Brief :: From the records below, give the number of lines that contain the string "SendByte", without any other text.

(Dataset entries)
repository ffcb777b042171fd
//! Typed pipeline steps.

use std::fmt;

use serde::{Deserialize, Serialize};

/// One step of a pipeline, in the order it will run.
#[derive(Debug, Clone, PartialEq, Eq, Serialize, Deserialize)]
pub enum Command {
    /// Load a table; replaces whatever was loaded before.
    From { file: String },
    Select { columns: Vec<String> },
    Take { n: usize },
    OrderBy { column: String },
    Join { file: String, column: String },
    CountBy { column: String },
}

impl Command {
    pub fn keyword(&self) -> &'static str {
        match self {
            Command::From { .. } => "FROM",
            Command::Select { .. } => "SELECT",
            Command::Take { .. } => "TAKE",
            Command::OrderBy { .. } => "ORDERBY",
            Command::Join { .. } => "JOIN",
            Command::CountBy { .. } => "COUNTBY",
        }
    }
}

/// Renders the token form, e.g. `JOIN cities.csv id`.
impl fmt::Display for Command {
    fn fmt(&self, f: &mut fmt::Formatter<'_>) -> fmt::Result {
        let kw = self.keyword();
        match self {
            Command::From { file } => write!(f, "{kw} {file}"),
            Command::Select { columns } => write!(f, "{kw} {}", columns.join(",")),
            Command::Take { n } => write!(f, "{kw} {n}"),
            Command::OrderBy { column } | Command::CountBy { column } => {
                write!(f, "{kw} {column}")
            }
            Command::Join { file, column } => write!(f, "{kw} {file} {column}"),
        }
    }
}
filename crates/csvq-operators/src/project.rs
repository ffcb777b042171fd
//! Column projection: keep, reorder, or repeat columns by name.

use csvq_core::prelude::{Result, Table};
use csvq_core::table::ensure_width;

use crate::traits::Operator;

#[derive(Debug, Clone, Default)]
pub struct Project {
    pub columns: Vec<String>,
}

impl Project {
    pub fn new(columns: Vec<String>) -> Self {
        Self { columns }
    }
}

impl Operator for Project {
    fn name(&self) -> &'static str {
        "project"
    }

    fn apply(&self, input: &Table) -> Result<Table> {
        // Resolve everything up front so a bad name fails before any copying.
        let indices = self
            .columns
            .iter()
            .map(|c| input.column_index(c))
            .collect::<Result<Vec<usize>>>()?;

        if let Some(&max) = indices.iter().max() {
            ensure_width(&input.rows, max)?;
        }

        let headers = indices.iter().map(|&i| input.headers[i].clone()).collect();
        let rows = input
            .rows
            .iter()
            .map(|row| indices.iter().map(|&i| row[i].clone()).collect())
            .collect();

        Ok(Table::new(headers, rows))
    }
}

#[cfg(test)]
mod tests {
    use super::*;
    use csvq_core::error::Error;

    fn people() -> Table {
        Table::new(
            vec!["name".into(), "age".into(), "city".into()],
            vec![
                vec!["Alice".into(), "30".into(), "Oslo".into()],
                vec!["Bob".into(), "25".into(), "Rome".into()],
            ],
        )
    }

    #[test]
    fn reorders_and_repeats() {
        let out = Project::new(vec!["city".into(), "name".into(), "city".into()])
            .apply(&people())
            .unwrap();
        assert_eq!(out.headers, ["city", "name", "city"]);
        assert_eq!(out.rows[1], ["Rome", "Bob", "Rome"]);
    }

    #[test]
    fn unknown_column_fails() {
        let err = Project::new(vec!["name".into(), "salary".into()])
            .apply(&people())
            .unwrap_err();
        assert!(matches!(err, Error::ColumnNotFound { ref column } if column == "salary"));
    }

    #[test]
    fn all_columns_in_order_is_identity() {
        let t = people();
        let out = Project::new(t.headers.clone()).apply(&t).unwrap();
        assert_eq!(out, t);
    }
}
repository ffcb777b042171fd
#![forbid(unsafe_code)]
//! csvq-exec: the table engine and the runner that drives it.
//!
//! `TableEngine` owns exactly one live table and replaces it wholesale on
//! every successful operation. `Runner` feeds it a list of planner
//! `Command`s, loading files through a `TableSource`.

pub mod engine;
pub mod metrics;
pub mod runner;
pub mod source;

pub use engine::TableEngine;
pub use runner::{ExecError, Runner};
pub use source::{FileSource, MemorySource, TableSource};
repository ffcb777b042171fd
//! Convenient re-exports for downstream crates.

pub use crate::compare::{sniff_kind, sort_rows, ColumnKind, SortOrder};
pub use crate::config::{EngineConfig, OutputFormat};
pub use crate::error::{Error, Result};
pub use crate::table::{resolve_column, Row, Table};
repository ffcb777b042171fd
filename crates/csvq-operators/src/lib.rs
#![forbid(unsafe_code)]
//! csvq-operators: the relational steps of a csvq pipeline.
//!
//! Design intent:
//! - Pure and synchronous: every operator reads a `&Table` and returns a new
//!   `Table`; the caller decides whether to replace its state.
//! - Errors use the `csvq_core::Error` taxonomy directly so the engine can
//!   surface them unchanged.

pub mod traits;

pub mod count;
pub mod limit;
pub mod project;
pub mod sort;

pub mod join;

pub use count::CountBy;
pub use join::merge::SortMergeJoin;
pub use limit::Limit;
pub use project::Project;
pub use sort::OrderBy;
pub use traits::Operator;
//! Minimal YAML pipeline format.
//!
//! Example:
//! ```yaml
//! config:
//!   delimiter: ";"
//!   format: jsonl
//! steps:
//!   - op: from
//!     file: "data/people.csv"
//!   - op: join
//!     file: "data/cities.csv"
//!     column: city_id
//!   - op: select
//!     columns: ["name", "city"]
//!   - op: orderby
//!     column: name
//!   - op: take
//!     n: 10
//! ```

use serde::{Deserialize, Serialize};

use csvq_core::config::OutputFormat;

use crate::command::Command;
use crate::error::{PlanError, Result};
use crate::tokens::split_columns;

#[derive(Debug, Clone, Serialize, Deserialize)]
pub struct Pipeline {
    #[serde(default)]
    pub config: Option<PipelineConfig>,
    pub steps: Vec<Step>,
}

#[derive(Debug, Clone, Serialize, Deserialize)]
#[serde(rename_all = "lowercase", tag = "op")]
pub enum Step {
    From { file: String },

    /// `columns` may be a list or a single comma-separated string.
    Select { columns: Columns },

    Take { n: usize },

    #[serde(rename = "orderby")]
    OrderBy { column: String },

    Join { file: String, column: String },

    #[serde(rename = "countby")]
    CountBy { column: String },
}

#[derive(Debug, Clone, Serialize, Deserialize)]
#[serde(untagged)]
pub enum Columns {
    List(Vec<String>),
    Joined(String),
}

impl From<Step> for Command {
    fn from(step: Step) -> Self {
        match step {
            Step::From { file } => Command::From { file },
            Step::Select { columns } => Command::Select {
                columns: match columns {
                    Columns::List(list) => list,
                    Columns::Joined(s) => split_columns(&s),
                },
            },
            Step::Take { n } => Command::Take { n },
            Step::OrderBy { column } => Command::OrderBy { column },
            Step::Join { file, column } => Command::Join { file, column },
            Step::CountBy { column } => Command::CountBy { column },
        }
    }
}

/// Reader/writer settings a pipeline file may carry. Command-line flags win
/// over these; these win over the environment.
#[derive(Debug, Clone, Default, PartialEq, Eq, Serialize, Deserialize)]
#[serde(default)]
pub struct PipelineConfig {
    pub delimiter: Option<String>,
    pub output_delimiter: Option<String>,
    pub trim: Option<bool>,
    pub format: Option<OutputFormat>,
}

#[derive(Debug, Clone)]
pub struct ParsedPipeline {
    pub commands: Vec<Command>,
    pub config: PipelineConfig,
}

pub fn parse_yaml_pipeline(yaml_src: &str) -> Result<ParsedPipeline> {
    let doc: Pipeline = serde_yaml::from_str(yaml_src)?;
    if doc.steps.is_empty() {
        return Err(PlanError::Invalid("pipeline has no steps".into()));
    }
    Ok(ParsedPipeline {
        commands: doc.steps.into_iter().map(Command::from).collect(),
        config: doc.config.unwrap_or_default(),
    })
}
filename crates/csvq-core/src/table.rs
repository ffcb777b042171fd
//! The in-memory table: ordered headers plus positionally aligned rows.
//!
//! Fields are always stored as text. Numeric interpretation happens per
//! comparison in `compare.rs`, never at rest.

use serde::{Deserialize, Serialize};

use crate::error::{Error, Result};

/// One record; fields line up with `Table::headers` by position.
pub type Row = Vec<String>;

#[derive(Debug, Clone, Default, PartialEq, Eq, Serialize, Deserialize)]
pub struct Table {
    pub headers: Vec<String>,
    pub rows: Vec<Row>,
}

impl Table {
    pub fn new(headers: Vec<String>, rows: Vec<Row>) -> Self {
        Self { headers, rows }
    }

    /// Build a table from parsed records where record 0 is the header.
    ///
    /// `name` only labels the `EmptyData` error. Row widths are not checked
    /// here; a short row is reported by whichever operation first indexes it.
    pub fn from_records(name: &str, records: Vec<Row>) -> Result<Self> {
        let mut records = records.into_iter();
        let headers = records.next().ok_or_else(|| Error::EmptyData {
            name: name.to_string(),
        })?;
        Ok(Self {
            headers,
            rows: records.collect(),
        })
    }

    pub fn num_rows(&self) -> usize {
        self.rows.len()
    }

    pub fn num_columns(&self) -> usize {
        self.headers.len()
    }

    pub fn is_empty(&self) -> bool {
        self.rows.is_empty()
    }

    /// Resolve `name` against this table's own headers.
    pub fn column_index(&self, name: &str) -> Result<usize> {
        resolve_column(&self.headers, name)
    }
}

/// Resolve a column name to its zero-based position by exact match.
///
/// Duplicate headers are allowed; the first match wins.
pub fn resolve_column(headers: &[String], name: &str) -> Result<usize> {
    headers
        .iter()
        .position(|h| h == name)
        .ok_or_else(|| Error::ColumnNotFound {
            column: name.to_string(),
        })
}

/// Check that every row is wide enough to hold `index`.
pub fn ensure_width(rows: &[Row], index: usize) -> Result<()> {
    match rows.iter().position(|r| r.len() <= index) {
        None => Ok(()),
        Some(row) => Err(Error::ColumnOutOfRange {
            row,
            index,
            width: rows[row].len(),
        }),
    }
}
use std::thread;
use std::time::Duration;

use chrono::prelude::*;

/// Source of wall-clock time for the sampling loop.
pub trait Clock {
    fn now(&self) -> DateTime<Utc>;
    fn sleep(&mut self, duration: Duration);
}

#[derive(Debug, Default, Clone, Copy)]
pub struct SystemClock;

impl Clock for SystemClock {
    fn now(&self) -> DateTime<Utc> {
        Utc::now()
    }

    fn sleep(&mut self, duration: Duration) {
        thread::sleep(duration)
    }
}
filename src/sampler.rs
use std::time::Duration;

use chrono::prelude::*;
use log::{info, trace, warn};

use crate::clock::Clock;
use crate::config::Config;
use crate::error::{ConfigError, Result};
use crate::measurement::Reading;
use crate::sensor::Sensor;
use crate::store::Store;

#[derive(Debug, Clone, Copy, PartialEq, Eq)]
pub enum Phase {
    Idle,
    Reading,
    Uploading,
}

/// Reads the sensor and uploads the result once per period.
///
/// There is no retry: the first failing read or write ends [`Sampler::run`].
pub struct Sampler<S, T, C> {
    sensor: S,
    store: T,
    clock: C,
    period: Duration,
    cycles: Option<u64>,
    device_label: Option<String>,
    phase: Phase,
    last_timestamp: Option<DateTime<Utc>>,
}

impl<S: Sensor, T: Store, C: Clock> Sampler<S, T, C> {
    /// Fails when `period` is zero.
    pub fn new(period: Duration, sensor: S, store: T, clock: C) -> Result<Self> {
        if period.is_zero() {
            return Err(ConfigError("sampling period must be positive".into()).into());
        }
        Ok(Sampler {
            sensor,
            store,
            clock,
            period,
            cycles: None,
            device_label: None,
            phase: Phase::Idle,
            last_timestamp: None,
        })
    }

    pub fn from_config(config: &Config, sensor: S, store: T, clock: C) -> Result<Self> {
        let mut sampler = Sampler::new(config.sampling_period, sensor, store, clock)?;
        sampler.cycles = config.cycles;
        sampler.device_label = config.device_label.clone();
        Ok(sampler)
    }

    pub fn cycles(mut self, cycles: u64) -> Self {
        self.cycles = Some(cycles);
        self
    }

    pub fn device_label(mut self, label: &str) -> Self {
        self.device_label = Some(label.to_string());
        self
    }

    pub fn phase(&self) -> Phase {
        self.phase
    }

    pub fn into_parts(self) -> (S, T, C) {
        (self.sensor, self.store, self.clock)
    }

    fn enter(&mut self, phase: Phase) {
        trace!("{:?} -> {:?}", self.phase, phase);
        self.phase = phase;
    }

    /// Capture time, bumped by a microsecond if the clock has not moved forward.
    fn stamp(&mut self) -> DateTime<Utc> {
        let now = self.clock.now();
        let timestamp = match self.last_timestamp {
            Some(last) if now <= last => last + chrono::Duration::microseconds(1),
            _ => now,
        };
        self.last_timestamp = Some(timestamp);
        timestamp
    }

    /// One read followed by one write.
    pub fn cycle(&mut self) -> Result<Reading> {
        self.enter(Phase::Reading);
        let sample = self.sensor.read()?;
        let timestamp = self.stamp();
        let device = match &self.device_label {
            Some(label) => label.clone(),
            None => sample.device_hex(),
        };
        let reading = Reading::new(&sample, device, timestamp);
        info!(
            "At {}  PM2.5: {} µg/m³, PM10: {} µg/m³",
            reading.timestamp.to_rfc3339_opts(SecondsFormat::Secs, true),
            reading.pm2_5,
            reading.pm10
        );

        self.enter(Phase::Uploading);
        self.store.write(&reading)?;
        self.enter(Phase::Idle);
        Ok(reading)
    }

    /// Loops until the cycle limit is reached or a read or write fails.
    ///
    /// Cycles start on `start + k * period`; boundaries already passed when a
    /// cycle ends are skipped rather than caught up.
    pub fn run(&mut self) -> Result<u64> {
        let start = self.clock.now();
        let period = self.period.as_nanos();
        let mut completed: u64 = 0;
        // index of the boundary the next cycle is scheduled on
        let mut next_boundary: u128 = 1;
        loop {
            self.cycle()?;
            completed += 1;
            if Some(completed) == self.cycles {
                return Ok(completed);
            }

            let elapsed = (self.clock.now() - start)
                .to_std()
                .unwrap_or_default()
                .as_nanos();
            let due = elapsed / period + 1;
            if due > next_boundary {
                warn!(
                    "cycle {} overran the {:?} period, skipping {} boundary(ies)",
                    completed,
                    self.period,
                    due - next_boundary
                );
                next_boundary = due;
            }
            let wait = (next_boundary * period).saturating_sub(elapsed);
            self.clock.sleep(Duration::from_nanos(wait.min(u128::from(u64::MAX)) as u64));
            next_boundary += 1;
        }
    }
}
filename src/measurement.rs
use chrono::prelude::*;
use serde_derive::{Deserialize, Serialize};

/// One decoded sensor frame, before it is stamped.
#[derive(Debug, Clone, Copy, PartialEq)]
pub struct Sample {
    pub pm2_5: f64,
    pub pm10: f64,
    pub device_id: [u8; 2],
}

impl Sample {
    /// Device id as printed on the sensor label, e.g. `a160`.
    pub fn device_hex(&self) -> String {
        format!("{:02x}{:02x}", self.device_id[0], self.device_id[1])
    }
}

/// The record uploaded for every cycle. Concentrations are in µg/m³.
#[derive(Debug, Clone, PartialEq, Serialize, Deserialize)]
pub struct Reading {
    pub timestamp: DateTime<Utc>,
    pub device: String,
    pub pm2_5: f64,
    pub pm10: f64,
}

impl Reading {
    pub fn new(sample: &Sample, device: String, timestamp: DateTime<Utc>) -> Self {
        Reading {
            timestamp,
            device,
            pm2_5: sample.pm2_5,
            pm10: sample.pm10,
        }
    }
}
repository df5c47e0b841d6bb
use enum_primitive::FromPrimitive;

use crate::error::SensorError;
use crate::measurement::Sample;

// Constants
enum_from_primitive! {
#[repr(u8)]
#[derive(Debug, PartialEq, Clone, Copy)]
pub enum Serial {
    Start = 0xAA,
    End = 0xAB,
    SendByte = 0xB4,
    ResponseByte = 0xC5,
    ReceiveByte = 0xC0,
    CommandTerminator = 0xFF
}}

pub const RESPONSE_LENGTH: usize = 10;
pub const COMMAND_LENGTH: usize = 19;

/// Longest duty cycle the firmware accepts, in minutes.
pub const MAX_DUTY_CYCLE: u8 = 30;

// Enumeration of SDS011 commands
enum_from_primitive! {
#[repr(u8)]
#[derive(Debug, PartialEq, Clone, Copy)]
pub enum Command {
    ReportMode = 2,
    Request = 4,
    DeviceId = 5,
    WorkState = 6,
    Firmware = 7,
    DutyCycle = 8
}}

// Command to get the current configuration or set it
enum_from_primitive! {
#[repr(u8)]
#[derive(Debug, PartialEq, Clone, Copy)]
pub enum CommandMode {
    Getting = 0,
    Setting = 1
}}

//Report modes of the sensor:
//In active mode the sensor pushes a data frame every duty cycle,
//in query mode one has to send a request command to get one.
enum_from_primitive! {
#[repr(u8)]
#[derive(Debug, PartialEq, Copy, Clone)]
pub enum ReportMode {
    Active = 0,
    Query = 1
}}

//the Work states:
//In sleeping mode it does not send any data, the fan is turned off.
//To get data one has to wake it up
enum_from_primitive! {
#[repr(u8)]
#[derive(Debug, PartialEq, Copy, Clone)]
pub enum WorkState {
    Sleeping = 0,
    Measuring = 1
}}

pub struct SendData {
    pub command: Command,
    mode: CommandMode,
    data: Vec<u8>,
}

impl SendData {
    pub fn request() -> Self {
        SendData {
            command: Command::Request,
            mode: CommandMode::Getting,
            data: Vec::new(),
        }
    }

    pub fn set_report_mode(mode: ReportMode) -> Self {
        SendData::new(Command::ReportMode, CommandMode::Setting, mode as u8)
    }

    pub fn set_duty_cycle(minutes: u8) -> Self {
        SendData::new(
            Command::DutyCycle,
            CommandMode::Setting,
            minutes.min(MAX_DUTY_CYCLE),
        )
    }

    pub fn set_work_state(work_state: WorkState) -> Self {
        SendData::new(Command::WorkState, CommandMode::Setting, work_state as u8)
    }

    pub fn new(command: Command, mode: CommandMode, value: u8) -> Self {
        SendData {
            command,
            mode,
            data: vec![value],
        }
    }

    /// Builds the 19 byte frame, addressed to every device (`FF FF`).
    pub fn to_command_data(&self) -> Vec<u8> {
        let mut bytes_to_send: Vec<u8> = vec![
            Serial::Start as u8,
            Serial::SendByte as u8,
            self.command as u8,
        ];
        // the request command has no mode byte; its payload starts right away
        if self.command != Command::Request {
            bytes_to_send.push(self.mode as u8);
        }
        bytes_to_send.extend(self.data.iter().cloned());
        bytes_to_send.resize(COMMAND_LENGTH - 4, 0);
        bytes_to_send.push(Serial::CommandTerminator as u8);
        bytes_to_send.push(Serial::CommandTerminator as u8);

        let checksum = generate_checksum(&bytes_to_send[2..]);
        bytes_to_send.push(checksum);
        bytes_to_send.push(Serial::End as u8);

        debug_assert_eq!(bytes_to_send.len(), COMMAND_LENGTH);
        bytes_to_send
    }
}

/// Low byte of the sum of the payload bytes.
pub fn generate_checksum(payload: &[u8]) -> u8 {
    payload.iter().fold(0u8, |acc, byte| acc.wrapping_add(*byte))
}

/// Validates the framing and checksum of a 10 byte reply.
pub fn check_frame(frame: &[u8; RESPONSE_LENGTH]) -> Result<(), SensorError> {
    if Serial::from_u8(frame[0]) != Some(Serial::Start) {
        return Err(SensorError::Frame(format!(
            "missing start byte, got {:#04x}",
            frame[0]
        )));
    }
    if Serial::from_u8(frame[9]) != Some(Serial::End) {
        return Err(SensorError::Frame(format!(
            "missing end byte, got {:#04x}",
            frame[9]
        )));
    }
    let expected = generate_checksum(&frame[2..8]);
    if expected != frame[8] {
        return Err(SensorError::Checksum {
            expected,
            actual: frame[8],
        });
    }
    Ok(())
}

/// Decodes a `AA C0` data frame.
///
/// Byte positions:
/// 2,3 PM2.5 low/high, 4,5 PM10 low/high, 6,7 device id, 8 checksum.
pub fn decode_measurement(frame: &[u8; RESPONSE_LENGTH]) -> Result<Sample, SensorError> {
    check_frame(frame)?;
    if Serial::from_u8(frame[1]) != Some(Serial::ReceiveByte) {
        return Err(SensorError::Frame(format!(
            "expected a data frame, got kind {:#04x}",
            frame[1]
        )));
    }
    let pm2_5 = f64::from(u16::from_le_bytes([frame[2], frame[3]])) / 10.0;
    let pm10 = f64::from(u16::from_le_bytes([frame[4], frame[5]])) / 10.0;
    Ok(Sample {
        pm2_5,
        pm10,
        device_id: [frame[6], frame[7]],
    })
}

#[cfg(test)]
pub(crate) fn data_frame(pm2_5_tenths: u16, pm10_tenths: u16, device_id: [u8; 2]) -> Vec<u8> {
    let mut frame = vec![Serial::Start as u8, Serial::ReceiveByte as u8];
    frame.extend_from_slice(&pm2_5_tenths.to_le_bytes());
    frame.extend_from_slice(&pm10_tenths.to_le_bytes());
    frame.extend_from_slice(&device_id);
    let checksum = generate_checksum(&frame[2..]);
    frame.push(checksum);
    frame.push(Serial::End as u8);
    frame
}
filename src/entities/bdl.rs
use chrono::{DateTime, Utc};
use sea_orm::entity::prelude::*;
use serde::{Deserialize, Serialize};

use super::LignesLivrees;

#[derive(
    Clone,
    Copy,
    Debug,
    PartialEq,
    Eq,
    Hash,
    EnumIter,
    DeriveActiveEnum,
    Serialize,
    Deserialize,
    strum::Display,
    strum::EnumString,
)]
#[sea_orm(rs_type = "String", db_type = "String(StringLen::N(32))")]
#[serde(rename_all = "SCREAMING_SNAKE_CASE")]
#[strum(serialize_all = "SCREAMING_SNAKE_CASE")]
pub enum BdlStatus {
    #[sea_orm(string_value = "BROUILLON")]
    Brouillon,
    #[sea_orm(string_value = "EN_ROUTE")]
    EnRoute,
    #[sea_orm(string_value = "LIVRE")]
    Livre,
    #[sea_orm(string_value = "ANNULE")]
    Annule,
}

/// Delivery note (bon de livraison) recording goods shipped against one purchase order.
#[derive(Clone, Debug, PartialEq, Eq, DeriveEntityModel, Serialize, Deserialize)]
#[sea_orm(table_name = "bdls")]
pub struct Model {
    #[sea_orm(primary_key, auto_increment = false)]
    pub id: Uuid,
    pub numero: String,
    pub bdc_id: Uuid,
    pub client_id: Uuid,
    pub statut: BdlStatus,
    #[sea_orm(column_type = "Json")]
    pub lignes: LignesLivrees,
    pub facture_id: Option<Uuid>,
    pub date_livraison: Option<DateTime<Utc>>,
    pub notes: Option<String>,
    pub version: i32,
    pub created_at: DateTime<Utc>,
    pub updated_at: DateTime<Utc>,
}

impl Model {
    /// Cancelled notes no longer consume ordered quantities.
    pub fn is_active(&self) -> bool {
        self.statut != BdlStatus::Annule
    }
}

#[derive(Copy, Clone, Debug, EnumIter, DeriveRelation)]
pub enum Relation {
    #[sea_orm(
        belongs_to = "super::bdc::Entity",
        from = "Column::BdcId",
        to = "super::bdc::Column::Id"
    )]
    Bdc,
}

impl Related<super::bdc::Entity> for Entity {
    fn to() -> RelationDef {
        Relation::Bdc.def()
    }
}

impl ActiveModelBehavior for ActiveModel {}

super::document_entity!("BDL");
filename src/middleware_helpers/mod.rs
pub mod request_id;

pub use request_id::{request_id_middleware, REQUEST_ID_HEADER};
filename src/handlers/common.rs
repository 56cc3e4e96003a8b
use std::collections::BTreeSet;

use axum::{http::StatusCode, Json};
use serde::{Deserialize, Serialize};
use validator::Validate;

use crate::config::AppConfig;
use crate::errors::ServiceError;
use crate::lifecycle::{next_statuses, parse_status, DocumentType, Lifecycle};
use crate::services::{Page, PageRequest};
use crate::ApiResponse;

pub type Created<T> = (StatusCode, Json<ApiResponse<T>>);

/// Standard success response
pub fn success_response<T: Serialize>(data: T) -> Json<ApiResponse<T>> {
    Json(ApiResponse::success(data))
}

/// Standard created response
pub fn created_response<T: Serialize>(data: T) -> Created<T> {
    (StatusCode::CREATED, Json(ApiResponse::success(data)))
}

/// Validate request input
pub fn validate_input<T: Validate>(input: &T) -> Result<(), ServiceError> {
    input.validate().map_err(ServiceError::from)
}

/// Pagination parameters for list operations
#[derive(Debug, Default, Deserialize, Serialize)]
pub struct PaginationParams {
    pub page: Option<u64>,
    pub per_page: Option<u64>,
}

impl PaginationParams {
    /// Page request clamped to the configured page sizes
    pub fn to_request(&self, config: &AppConfig) -> PageRequest {
        PageRequest::new(self.page.unwrap_or(1), config.page_size(self.per_page))
    }
}

/// Standard pagination response metadata
#[derive(Debug, Serialize, Deserialize)]
pub struct PaginationMeta {
    pub page: u64,
    pub per_page: u64,
    pub total: u64,
    pub total_pages: u64,
}

impl PaginationMeta {
    pub fn new(page: u64, per_page: u64, total: u64) -> Self {
        let total_pages = if total == 0 {
            0
        } else {
            (total + per_page - 1) / per_page
        };
        Self {
            page,
            per_page,
            total,
            total_pages,
        }
    }
}

/// Standard paginated response wrapper
#[derive(Debug, Serialize, Deserialize)]
pub struct PaginatedResponse<T> {
    pub data: Vec<T>,
    pub pagination: PaginationMeta,
}

impl<T> From<Page<T>> for PaginatedResponse<T> {
    fn from(page: Page<T>) -> Self {
        Self {
            pagination: PaginationMeta::new(page.page, page.per_page, page.total),
            data: page.items,
        }
    }
}

/// Body of `POST /:id/status`
#[derive(Debug, Deserialize, Serialize, Validate)]
pub struct StatusChangeRequest {
    #[validate(length(min = 1, message = "Le statut est requis"))]
    pub statut: String,
    #[validate(length(max = 2000))]
    pub motif: Option<String>,
}

impl StatusChangeRequest {
    pub fn target<S: Lifecycle>(&self) -> Result<S, ServiceError> {
        validate_input(self)?;
        parse_status::<S>(&self.statut)
    }
}

/// Reply of `GET /:id/next-statuses`
#[derive(Debug, Serialize, Deserialize)]
pub struct NextStatusesResponse {
    pub document: DocumentType,
    pub statut: String,
    pub next: BTreeSet<String>,
    /// Whether the downstream document can be generated now, where one exists.
    #[serde(skip_serializing_if = "Option::is_none")]
    pub can_generate: Option<bool>,
}

impl NextStatusesResponse {
    pub fn new<S: Lifecycle>(statut: S, can_generate: Option<bool>) -> Self {
        let statut = statut.to_string();
        Self {
            document: S::DOCUMENT,
            next: next_statuses(S::DOCUMENT, &statut),
            statut,
            can_generate,
        }
    }
}

#[cfg(test)]
mod tests {
    use super::*;
    use crate::entities::bdl::BdlStatus;
    use assert_matches::assert_matches;

    #[test]
    fn pagination_meta_rounds_up() {
        assert_eq!(PaginationMeta::new(1, 20, 41).total_pages, 3);
        assert_eq!(PaginationMeta::new(1, 20, 0).total_pages, 0);
    }

    #[test]
    fn status_request_parses_target() {
        let request = StatusChangeRequest {
            statut: "EN_ROUTE".into(),
            motif: None,
        };
        assert_eq!(request.target::<BdlStatus>().unwrap(), BdlStatus::EnRoute);

        let empty = StatusChangeRequest {
            statut: String::new(),
            motif: None,
        };
        assert_matches!(empty.target::<BdlStatus>(), Err(ServiceError::ValidationError(_)));
    }

    #[test]
    fn next_statuses_response_lists_successors() {
        let reply = NextStatusesResponse::new(BdlStatus::Brouillon, None);
        assert_eq!(reply.document, DocumentType::Bdl);
        assert!(reply.next.contains("EN_ROUTE"));
        assert!(reply.next.contains("ANNULE"));
    }
}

Reply :: 2